## Problem description
Each record is to be printed again precisely as it reads.
*** Supplied material Section Begins ***
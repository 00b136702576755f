use std::collections::HashSet;

use crate::knowledge::types::{Chunk, ChunkSet, ScoredChunk};

/// Split text into distinct lowercase tokens (runs of alphanumerics and underscores)
pub fn tokenize(text: &str) -> HashSet<String> {
    text.to_lowercase()
        .split(|c: char| !c.is_alphanumeric() && c != '_')
        .filter(|s| !s.is_empty())
        .map(|s| s.to_string())
        .collect()
}

/// Score every chunk by the number of distinct query tokens it contains
/// Result is sorted by score descending; equal scores keep document order.
pub fn score_chunks<'a>(chunks: &'a ChunkSet, query: &str) -> Vec<ScoredChunk<'a>> {
    let query_tokens = tokenize(query);

    let mut scored: Vec<ScoredChunk<'a>> = chunks
        .iter()
        .map(|chunk| ScoredChunk {
            score: query_tokens.intersection(chunk.tokens()).count(),
            chunk,
        })
        .collect();

    // sort_by is stable
    scored.sort_by(|a, b| b.score.cmp(&a.score));
    scored
}

/// Return up to `top_n` chunks most relevant to the query
pub fn find_relevant<'a>(chunks: &'a ChunkSet, query: &str, top_n: usize) -> Vec<&'a Chunk> {
    score_chunks(chunks, query)
        .into_iter()
        .take(top_n)
        .map(|s| s.chunk)
        .collect()
}

#[cfg(test)]
mod tests {
    use super::*;
    use crate::knowledge::chunker::TextChunker;

    fn set_of(parts: &[&str]) -> ChunkSet {
        let chunks = parts
            .iter()
            .enumerate()
            .map(|(i, p)| Chunk::new(i, p.to_string(), 0))
            .collect();
        ChunkSet::new(chunks)
    }

    #[test]
    fn test_tokenize_lowercases_and_splits() {
        let tokens = tokenize("Hello, World! snake_case and dash-case 2020");
        let expected: HashSet<String> = [
            "hello",
            "world",
            "snake_case",
            "and",
            "dash",
            "case",
            "2020",
        ]
        .iter()
        .map(|s| s.to_string())
        .collect();
        assert_eq!(tokens, expected);
    }

    #[test]
    fn test_tokenize_punctuation_only() {
        assert!(tokenize("!!! ... ???").is_empty());
        assert!(tokenize("").is_empty());
    }

    #[test]
    fn test_duplicates_do_not_increase_score() {
        let chunks = set_of(&["rust rust rust rust", "rust language"]);
        let scored = score_chunks(&chunks, "rust language");
        assert_eq!(scored[0].chunk.index, 1);
        assert_eq!(scored[0].score, 2);
        assert_eq!(scored[1].score, 1);
    }

    #[test]
    fn test_ties_preserve_document_order() {
        let chunks = set_of(&["alpha one", "beta two", "alpha three", "gamma"]);
        let result = find_relevant(&chunks, "alpha", 4);
        let order: Vec<usize> = result.iter().map(|c| c.index).collect();
        assert_eq!(order, vec![0, 2, 1, 3]);
    }

    #[test]
    fn test_result_length_is_bounded() {
        let chunks = set_of(&["a", "b", "c"]);
        assert_eq!(find_relevant(&chunks, "a", 2).len(), 2);
        assert_eq!(find_relevant(&chunks, "a", 5).len(), 3);
        assert_eq!(find_relevant(&ChunkSet::default(), "a", 5).len(), 0);
    }

    #[test]
    fn test_no_overlap_still_returns_chunks() {
        let chunks = set_of(&["one", "two", "three"]);
        let result = find_relevant(&chunks, "unrelated words", 2);
        let order: Vec<usize> = result.iter().map(|c| c.index).collect();
        assert_eq!(order, vec![0, 1]);
    }

    #[test]
    fn test_retrieval_is_deterministic() {
        let chunks = set_of(&["x y", "y z", "z x", "x y z"]);
        let first: Vec<usize> = find_relevant(&chunks, "x z", 3)
            .iter()
            .map(|c| c.index)
            .collect();
        for _ in 0..10 {
            let again: Vec<usize> = find_relevant(&chunks, "x z", 3)
                .iter()
                .map(|c| c.index)
                .collect();
            assert_eq!(first, again);
        }
        assert_eq!(first, vec![2, 3, 0]);
    }

    #[test]
    fn test_single_chunk_document_end_to_end() {
        let text = "Tesla produced 500000 vehicles in 2020. Revenue grew significantly.";
        let (_, chunks) = TextChunker::new(1000).chunk_pages(&[text]).unwrap();
        assert_eq!(chunks.len(), 1);

        let scored = score_chunks(&chunks, "How many vehicles did Tesla produce?");
        assert!(scored[0].score >= 2);

        let result = find_relevant(&chunks, "How many vehicles did Tesla produce?", 5);
        assert_eq!(result.len(), 1);
        assert_eq!(result[0].content, text);
    }
}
*** Supplied material Section Ends ***
## Response below
repository 00b136702576755f
use std::collections::HashSet;

use crate::knowledge::types::{Chunk, ChunkSet, ScoredChunk};

/// Split text into distinct lowercase tokens (runs of alphanumerics and underscores)
pub fn tokenize(text: &str) -> HashSet<String> {
    text.to_lowercase()
        .split(|c: char| !c.is_alphanumeric() && c != '_')
        .filter(|s| !s.is_empty())
        .map(|s| s.to_string())
        .collect()
}

/// Score every chunk by the number of distinct query tokens it contains
/// Result is sorted by score descending; equal scores keep document order.
pub fn score_chunks<'a>(chunks: &'a ChunkSet, query: &str) -> Vec<ScoredChunk<'a>> {
    let query_tokens = tokenize(query);

    let mut scored: Vec<ScoredChunk<'a>> = chunks
        .iter()
        .map(|chunk| ScoredChunk {
            score: query_tokens.intersection(chunk.tokens()).count(),
            chunk,
        })
        .collect();

    // sort_by is stable
    scored.sort_by(|a, b| b.score.cmp(&a.score));
    scored
}

/// Return up to `top_n` chunks most relevant to the query
pub fn find_relevant<'a>(chunks: &'a ChunkSet, query: &str, top_n: usize) -> Vec<&'a Chunk> {
    score_chunks(chunks, query)
        .into_iter()
        .take(top_n)
        .map(|s| s.chunk)
        .collect()
}

#[cfg(test)]
mod tests {
    use super::*;
    use crate::knowledge::chunker::TextChunker;

    fn set_of(parts: &[&str]) -> ChunkSet {
        let chunks = parts
            .iter()
            .enumerate()
            .map(|(i, p)| Chunk::new(i, p.to_string(), 0))
            .collect();
        ChunkSet::new(chunks)
    }

    #[test]
    fn test_tokenize_lowercases_and_splits() {
        let tokens = tokenize("Hello, World! snake_case and dash-case 2020");
        let expected: HashSet<String> = [
            "hello",
            "world",
            "snake_case",
            "and",
            "dash",
            "case",
            "2020",
        ]
        .iter()
        .map(|s| s.to_string())
        .collect();
        assert_eq!(tokens, expected);
    }

    #[test]
    fn test_tokenize_punctuation_only() {
        assert!(tokenize("!!! ... ???").is_empty());
        assert!(tokenize("").is_empty());
    }

    #[test]
    fn test_duplicates_do_not_increase_score() {
        let chunks = set_of(&["rust rust rust rust", "rust language"]);
        let scored = score_chunks(&chunks, "rust language");
        assert_eq!(scored[0].chunk.index, 1);
        assert_eq!(scored[0].score, 2);
        assert_eq!(scored[1].score, 1);
    }

    #[test]
    fn test_ties_preserve_document_order() {
        let chunks = set_of(&["alpha one", "beta two", "alpha three", "gamma"]);
        let result = find_relevant(&chunks, "alpha", 4);
        let order: Vec<usize> = result.iter().map(|c| c.index).collect();
        assert_eq!(order, vec![0, 2, 1, 3]);
    }

    #[test]
    fn test_result_length_is_bounded() {
        let chunks = set_of(&["a", "b", "c"]);
        assert_eq!(find_relevant(&chunks, "a", 2).len(), 2);
        assert_eq!(find_relevant(&chunks, "a", 5).len(), 3);
        assert_eq!(find_relevant(&ChunkSet::default(), "a", 5).len(), 0);
    }

    #[test]
    fn test_no_overlap_still_returns_chunks() {
        let chunks = set_of(&["one", "two", "three"]);
        let result = find_relevant(&chunks, "unrelated words", 2);
        let order: Vec<usize> = result.iter().map(|c| c.index).collect();
        assert_eq!(order, vec![0, 1]);
    }

    #[test]
    fn test_retrieval_is_deterministic() {
        let chunks = set_of(&["x y", "y z", "z x", "x y z"]);
        let first: Vec<usize> = find_relevant(&chunks, "x z", 3)
            .iter()
            .map(|c| c.index)
            .collect();
        for _ in 0..10 {
            let again: Vec<usize> = find_relevant(&chunks, "x z", 3)
                .iter()
                .map(|c| c.index)
                .collect();
            assert_eq!(first, again);
        }
        assert_eq!(first, vec![2, 3, 0]);
    }

    #[test]
    fn test_single_chunk_document_end_to_end() {
        let text = "Tesla produced 500000 vehicles in 2020. Revenue grew significantly.";
        let (_, chunks) = TextChunker::new(1000).chunk_pages(&[text]).unwrap();
        assert_eq!(chunks.len(), 1);

        let scored = score_chunks(&chunks, "How many vehicles did Tesla produce?");
        assert!(scored[0].score >= 2);

        let result = find_relevant(&chunks, "How many vehicles did Tesla produce?", 5);
        assert_eq!(result.len(), 1);
        assert_eq!(result[0].content, text);
    }
}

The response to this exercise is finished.